We've been slipping slowly south..."--Saves The Day

Indeed.

The on-again, off-again talks between the league and the union are off again. Saturday's talks produced, in a word, nothing. At this juncture, even if they scheduled more talks for early next week, they would not be intended to save this season; stick a fork in 2004-05, folks.

The lines of communication, however, remain relatively open. There has been a lot of progress made in the last few weeks; I think both parties realize that, and hopefully don't want it to go for naught. If they can keep talking before they find themselves galvanized again, there's a chance that we'll see a full sked next season.

There is no concrete deadline for an agreement now, but you'll know it has passed when GB and BG start tossing around the rhetoric-laden barbs again. Language is a fragile thing - William Shakespeare knew it, Emily Dickinson knew it, and these guys know it. They can drone on for fifteen, twenty minutes, and by the time they're done you know they've been talking the whole time, but all you heard was "the other guy is a jerk." Whereas the two aforementioned authors managed to say a lot with a little, Gary and Bob have turned it around completely; they must have teams working on speechwriting, with other teams memorizing thesauri, and are basically just saying "write me a ten-page essay that says nothing."

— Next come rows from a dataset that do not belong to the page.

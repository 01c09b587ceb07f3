//! # hydrocheck Core
//!
//! Core types for validating the topological and elevation consistency
//! of hydrographic vector networks.
//!
//! This crate provides:
//! - `Vertex` / `GeometryZ`: 3D vector geometry with planar predicates
//! - `Feature` / `Layer` / `Dataset`: the read-once geometry source
//! - `SpatialIndex` / `IndexSet`: advisory per-layer R-tree indexes
//! - `ControlConfig`: tolerances and layer adjacency configuration
//! - `Finding` / `ReportSink`: structured findings and CSV reporting

pub mod config;
pub mod error;
pub mod geometry;
pub mod index;
pub mod report;
pub mod vector;

pub use config::ControlConfig;
pub use error::{Error, Result};
pub use geometry::{GeometryZ, Vertex};
pub use index::{IndexSet, SpatialIndex};
pub use report::{Category, CsvSink, Finding, MemorySink, ReportSink};
pub use vector::{AttributeValue, Dataset, Feature, Layer};

/// Prelude for convenient imports
pub mod prelude {
    pub use crate::config::ControlConfig;
    pub use crate::error::{Error, Result};
    pub use crate::geometry::{GeometryZ, Vertex};
    pub use crate::index::{IndexSet, SpatialIndex};
    pub use crate::report::{Category, CsvSink, Finding, MemorySink, ReportSink};
    pub use crate::vector::{AttributeValue, Dataset, Feature, Layer};
}
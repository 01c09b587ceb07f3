//! Flow-direction check
//!
//! Walks a feature's vertex sequence and verifies the elevations run
//! monotonically once a direction is established. The first vertex
//! anchors a reference elevation; while successive vertices stay within
//! tolerance of that anchor the direction is still open and the next
//! vertex is compared against the same anchor. Once a vertex breaks the
//! tolerance the run direction is fixed and every later vertex is
//! checked both against its predecessor and against the running extreme
//! of the run.
//!
//! The scan stops at the first violation for a feature; later vertices
//! are not examined.

use hydrocheck_core::{Category, Feature, Finding};

/// Scan state for one feature. Passed by value through the loop so no
/// state survives the scan.
#[derive(Debug, Clone, Copy)]
enum FlowRun {
    /// Direction not yet established; `anchor` is the first vertex's
    /// elevation and does not advance while comparisons stay within
    /// tolerance.
    Undetermined { anchor: f64 },
    Ascending { max_seen: f64 },
    Descending { min_seen: f64 },
}

/// Check one feature's flow direction.
///
/// Returns at most one finding: the scan is fail-fast and halts at the
/// first inflection. The previous-vertex test is evaluated before the
/// running-extreme test, so a vertex violating both reports as a
/// previous-vertex inflection.
pub fn scan_flow(layer: &str, feature: &Feature, tolerance: f64) -> Vec<Finding> {
    let mut findings = Vec::new();
    let mut run: Option<FlowRun> = None;
    let mut prev_z = 0.0;

    for vertex in feature.geometry.vertices() {
        match run {
            None => {
                run = Some(FlowRun::Undetermined { anchor: vertex.z });
            }
            Some(FlowRun::Undetermined { anchor }) => {
                let delta = vertex.z - anchor;
                if delta.abs() > tolerance {
                    run = Some(if delta > 0.0 {
                        FlowRun::Ascending { max_seen: vertex.z }
                    } else {
                        FlowRun::Descending { min_seen: vertex.z }
                    });
                }
            }
            Some(FlowRun::Descending { min_seen }) => {
                let from_prev = vertex.z - prev_z;
                let from_min = vertex.z - min_seen;
                if from_prev > tolerance || from_min > tolerance {
                    let (delta, category) = if from_prev > tolerance {
                        (from_prev, Category::PreviousVertexInflection)
                    } else {
                        (from_min, Category::RelativeInflection)
                    };
                    findings.push(
                        Finding::new(layer, &feature.id, category)
                            .with_elevation(vertex.z)
                            .with_delta(delta.abs())
                            .with_location(vertex.x, vertex.y),
                    );
                    break;
                }
                if vertex.z < min_seen {
                    run = Some(FlowRun::Descending { min_seen: vertex.z });
                }
            }
            Some(FlowRun::Ascending { max_seen }) => {
                let from_prev = vertex.z - prev_z;
                let from_max = vertex.z - max_seen;
                if from_prev < -tolerance || from_max < -tolerance {
                    let (delta, category) = if from_prev < -tolerance {
                        (from_prev, Category::PreviousVertexInflection)
                    } else {
                        (from_max, Category::RelativeInflection)
                    };
                    findings.push(
                        Finding::new(layer, &feature.id, category)
                            .with_elevation(vertex.z)
                            .with_delta(delta.abs())
                            .with_location(vertex.x, vertex.y),
                    );
                    break;
                }
                if vertex.z > max_seen {
                    run = Some(FlowRun::Ascending { max_seen: vertex.z });
                }
            }
        }
        prev_z = vertex.z;
    }

    findings
}

#[cfg(test)]
mod tests {
    use super::*;
    use hydrocheck_core::{GeometryZ, Vertex};

    fn line(zs: &[f64]) -> Feature {
        let vertices = zs
            .iter()
            .enumerate()
            .map(|(i, &z)| Vertex::new(i as f64, 0.0, z))
            .collect();
        Feature::new("F1", GeometryZ::Line(vertices))
    }

    #[test]
    fn test_monotonic_descending_is_clean() {
        let feature = line(&[10.0, 8.0, 6.0, 4.0, 2.0]);
        assert!(scan_flow("drainage", &feature, 0.1).is_empty());
    }

    #[test]
    fn test_monotonic_ascending_is_clean() {
        let feature = line(&[0.0, 0.5, 1.0]);
        assert!(scan_flow("drainage", &feature, 0.1).is_empty());
    }

    #[test]
    fn test_single_reversal_reports_previous_vertex_inflection() {
        let feature = line(&[0.0, 1.0, 0.5]);
        let findings = scan_flow("drainage", &feature, 0.1);
        assert_eq!(findings.len(), 1);
        let f = &findings[0];
        assert_eq!(f.category, Category::PreviousVertexInflection);
        assert_eq!(f.elevation, Some(0.5));
        assert_eq!(f.delta, Some(0.5));
        assert_eq!(f.x, Some(2.0));
    }

    #[test]
    fn test_ask_again_keeps_anchor_until_tolerance_breaks() {
        // First two deltas stay inside tolerance of the anchor; the
        // fourth vertex finally fixes the direction downward.
        let feature = line(&[5.0, 5.05, 4.95, 4.7, 4.5]);
        assert!(scan_flow("drainage", &feature, 0.1).is_empty());
    }

    #[test]
    fn test_relative_inflection_on_slow_rise() {
        // Each step stays within tolerance of its predecessor but the
        // last vertex is above the running minimum by more than the
        // tolerance.
        let feature = line(&[10.0, 9.0, 9.05, 9.11]);
        let findings = scan_flow("drainage", &feature, 0.1);
        assert_eq!(findings.len(), 1);
        assert_eq!(findings[0].category, Category::RelativeInflection);
        assert!((findings[0].delta.unwrap() - 0.11).abs() < 1e-9);
    }

    #[test]
    fn test_fail_fast_reports_only_first_violation() {
        let feature = line(&[10.0, 8.0, 9.0, 7.0, 8.5]);
        let findings = scan_flow("drainage", &feature, 0.1);
        assert_eq!(findings.len(), 1);
        assert_eq!(findings[0].x, Some(2.0));
    }

    #[test]
    fn test_flat_feature_never_establishes_direction() {
        let feature = line(&[3.0, 3.01, 2.99, 3.0]);
        assert!(scan_flow("drainage", &feature, 0.1).is_empty());
    }

    #[test]
    fn test_short_feature_is_clean() {
        let feature = line(&[4.0]);
        assert!(scan_flow("drainage", &feature, 0.1).is_empty());
        let feature = line(&[]);
        assert!(scan_flow("drainage", &feature, 0.1).is_empty());
    }
}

Personally, as such an employee I think I'd find it hard not to write out the word "blah" as many times as it took to fill those ten pages. In as small a font as I could, so they thought I had actually worked harder. I'd get fired or get a raise, but you have to figure that working for those guys it's a wash either way, because no amount of money would be enough to put up with this kind of ridiculousness. (But I'd be willing to find out what my price was if they offered it to me, I suppose.)

Regardless, despite all their bravado and posturing, it won't be one of these two who Saves The Day <ahem>...Bill Daly and Ted Saskin are the ones whose elbow grease is covering everything that's been done to this point. Also count on outside sources like Wayne Gretzky and former NHLPA head Mike Gartner to do everything they can to help.

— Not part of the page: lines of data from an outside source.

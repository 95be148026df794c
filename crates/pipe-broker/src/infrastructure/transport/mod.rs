//! Datagram listener: the one socket the broker receives frames on.
//!
//! Depending on the [`TransportMode`] chosen at startup the listener wraps
//! either a local-domain datagram socket or a UDP socket.  Both are
//! configured with a read timeout so `receive` returns
//! [`Received::Timeout`] on a steady cadence and the event loop can check
//! its shutdown flag.
//!
//! # Read timeout
//!
//! `recv_from` blocks for at most the configured timeout (1 second by
//! default).  Timeouts, `EINTR`, and zero-length datagrams all surface as
//! `Timeout`.  A send timeout of the same length keeps a stuck peer from
//! blocking the loop.

use std::fmt;
use std::net::{SocketAddr, UdpSocket};
use std::path::{Path, PathBuf};
use std::time::Duration;

use pipe_core::domain::transport::{local_socket_path, remote_bind_addr};
use pipe_core::TransportMode;
use tracing::{debug, info, warn};

use crate::application::transport::{FrameTransport, Received, TransportError};

/// Sender of a received datagram.
#[derive(Debug, Clone)]
pub enum PeerAddress {
    /// Local-domain peer.  Unnamed sockets cannot be replied to.
    #[cfg(unix)]
    Local(std::os::unix::net::SocketAddr),
    /// UDP peer.
    Remote(SocketAddr),
}

impl fmt::Display for PeerAddress {
    fn fmt(&self, f: &mut fmt::Formatter<'_>) -> fmt::Result {
        match self {
            #[cfg(unix)]
            PeerAddress::Local(addr) => match addr.as_pathname() {
                Some(path) => write!(f, "{}", path.display()),
                None => f.write_str("(unnamed)"),
            },
            PeerAddress::Remote(addr) => write!(f, "{addr}"),
        }
    }
}

enum Endpoint {
    #[cfg(unix)]
    Local {
        socket: std::os::unix::net::UnixDatagram,
        path: PathBuf,
    },
    Remote(UdpSocket),
}

/// A bound datagram endpoint for one transport mode.
pub struct DatagramListener {
    mode: TransportMode,
    endpoint: Option<Endpoint>,
}

impl DatagramListener {
    /// Binds the endpoint for `mode` on the well-known `port`.
    ///
    /// Local mode binds `<socket_dir>/vanilla-pipe-<port>`; remote mode binds
    /// UDP `0.0.0.0:<port>`.
    ///
    /// # Errors
    ///
    /// Returns [`TransportError`] if the endpoint cannot be bound.
    pub fn bind(
        mode: TransportMode,
        port: u16,
        socket_dir: &Path,
        timeout: Duration,
    ) -> Result<Self, TransportError> {
        match mode {
            TransportMode::Local => Self::bind_local(&local_socket_path(socket_dir, port), timeout),
            TransportMode::Remote => Self::bind_remote(remote_bind_addr(port), timeout),
        }
    }

    /// Binds a local-domain datagram socket at `path`, replacing a stale one.
    #[cfg(unix)]
    pub fn bind_local(path: &Path, timeout: Duration) -> Result<Self, TransportError> {
        use std::os::unix::net::UnixDatagram;

        match std::fs::remove_file(path) {
            Ok(()) => debug!(path = %path.display(), "removed stale socket"),
            Err(e) if e.kind() == std::io::ErrorKind::NotFound => {}
            Err(source) => {
                return Err(TransportError::StaleSocket {
                    path: path.to_path_buf(),
                    source,
                })
            }
        }

        let bind_failed = |source| TransportError::BindFailed {
            mode: TransportMode::Local,
            endpoint: path.display().to_string(),
            source,
        };
        let socket = UnixDatagram::bind(path).map_err(bind_failed)?;
        socket.set_read_timeout(Some(timeout)).map_err(bind_failed)?;
        socket.set_write_timeout(Some(timeout)).map_err(bind_failed)?;

        info!(path = %path.display(), "listening on local socket");
        Ok(Self {
            mode: TransportMode::Local,
            endpoint: Some(Endpoint::Local {
                socket,
                path: path.to_path_buf(),
            }),
        })
    }

    #[cfg(not(unix))]
    pub fn bind_local(_path: &Path, _timeout: Duration) -> Result<Self, TransportError> {
        Err(TransportError::Unsupported(TransportMode::Local))
    }

    /// Binds a UDP socket at `addr`.
    pub fn bind_remote(addr: SocketAddr, timeout: Duration) -> Result<Self, TransportError> {
        let bind_failed = |source| TransportError::BindFailed {
            mode: TransportMode::Remote,
            endpoint: addr.to_string(),
            source,
        };
        let socket = UdpSocket::bind(addr).map_err(bind_failed)?;
        socket.set_read_timeout(Some(timeout)).map_err(bind_failed)?;
        socket.set_write_timeout(Some(timeout)).map_err(bind_failed)?;

        let local = socket.local_addr().unwrap_or(addr);
        info!(%local, "listening on UDP");
        Ok(Self {
            mode: TransportMode::Remote,
            endpoint: Some(Endpoint::Remote(socket)),
        })
    }

    pub fn mode(&self) -> TransportMode {
        self.mode
    }

    pub fn is_closed(&self) -> bool {
        self.endpoint.is_none()
    }

    /// The bound UDP address; `None` in local mode or once closed.
    pub fn udp_local_addr(&self) -> Option<SocketAddr> {
        match &self.endpoint {
            Some(Endpoint::Remote(socket)) => socket.local_addr().ok(),
            _ => None,
        }
    }
}

impl FrameTransport for DatagramListener {
    type Peer = PeerAddress;

    fn receive(&mut self, buf: &mut [u8]) -> Result<Received<PeerAddress>, TransportError> {
        let result = match self.endpoint.as_ref().ok_or(TransportError::Closed)? {
            #[cfg(unix)]
            Endpoint::Local { socket, .. } => socket
                .recv_from(buf)
                .map(|(len, addr)| (len, PeerAddress::Local(addr))),
            Endpoint::Remote(socket) => socket
                .recv_from(buf)
                .map(|(len, addr)| (len, PeerAddress::Remote(addr))),
        };

        match result {
            Ok((0, _)) => Ok(Received::Timeout),
            Ok((len, peer)) => Ok(Received::Datagram { len, peer }),
            Err(e) if is_timeout_error(&e) => Ok(Received::Timeout),
            Err(e) => Err(TransportError::Io(e)),
        }
    }

    fn send(&mut self, bytes: &[u8], peer: &PeerAddress) -> Result<(), TransportError> {
        let endpoint = self.endpoint.as_ref().ok_or(TransportError::Closed)?;
        match (endpoint, peer) {
            #[cfg(unix)]
            (Endpoint::Local { socket, .. }, PeerAddress::Local(addr)) => {
                let path = addr
                    .as_pathname()
                    .ok_or_else(|| TransportError::UnaddressablePeer(peer.to_string()))?;
                socket.send_to(bytes, path)?;
            }
            (Endpoint::Remote(socket), PeerAddress::Remote(addr)) => {
                socket.send_to(bytes, addr)?;
            }
            #[allow(unreachable_patterns)]
            _ => {
                return Err(TransportError::PeerModeMismatch {
                    mode: self.mode,
                    peer: peer.to_string(),
                })
            }
        }
        Ok(())
    }

    fn close(&mut self) {
        match self.endpoint.take() {
            #[cfg(unix)]
            Some(Endpoint::Local { socket, path }) => {
                drop(socket);
                if let Err(e) = std::fs::remove_file(&path) {
                    if e.kind() != std::io::ErrorKind::NotFound {
                        warn!(path = %path.display(), "failed to remove socket file: {e}");
                    }
                }
                info!("local socket closed");
            }
            Some(Endpoint::Remote(socket)) => {
                drop(socket);
                info!("UDP socket closed");
            }
            None => {}
        }
    }
}

impl Drop for DatagramListener {
    fn drop(&mut self) {
        self.close();
    }
}

/// Returns `true` for OS timeout / would-block / interrupted errors that should be retried.
fn is_timeout_error(e: &std::io::Error) -> bool {
    matches!(
        e.kind(),
        std::io::ErrorKind::WouldBlock
            | std::io::ErrorKind::TimedOut
            | std::io::ErrorKind::Interrupted
    )
}

// ── Tests ─────────────────────────────────────────────────────────────────────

And just a brief beef: NBA Commissioner David Stern ripped into the NHLPA on Friday, which certainly didn't help anything. While the league and union are getting ready to conduct last-ditch talks, Stern waltzes in at the second-most inopportune time to tell the players and their executive director that they're all incompetent. Thank you, sir! Rather than tick them off and get them to stand firmer, I'm sure that comment had the desired effect of making all NHLers stare sheepishly at their toes, and Bob Goodenow hang his head and say "Gee whiz...I guess I'm just a big weiner." Gary Bettman used to work for the NBA as a deputy, and he doubtlessly has some ties to Stern, so this just looked like Daddy scolding little Bobby for being such a bully to little Gary...this is just conjecture, but I'm guessing that nobody in the NHLPA appreciated the scolding at all. Please, Mr. Stern, unless you've got something helpful to say, don't say anything at all. Tend to your own CBA, because I've gotta tell you, nobody likes it when those things expire.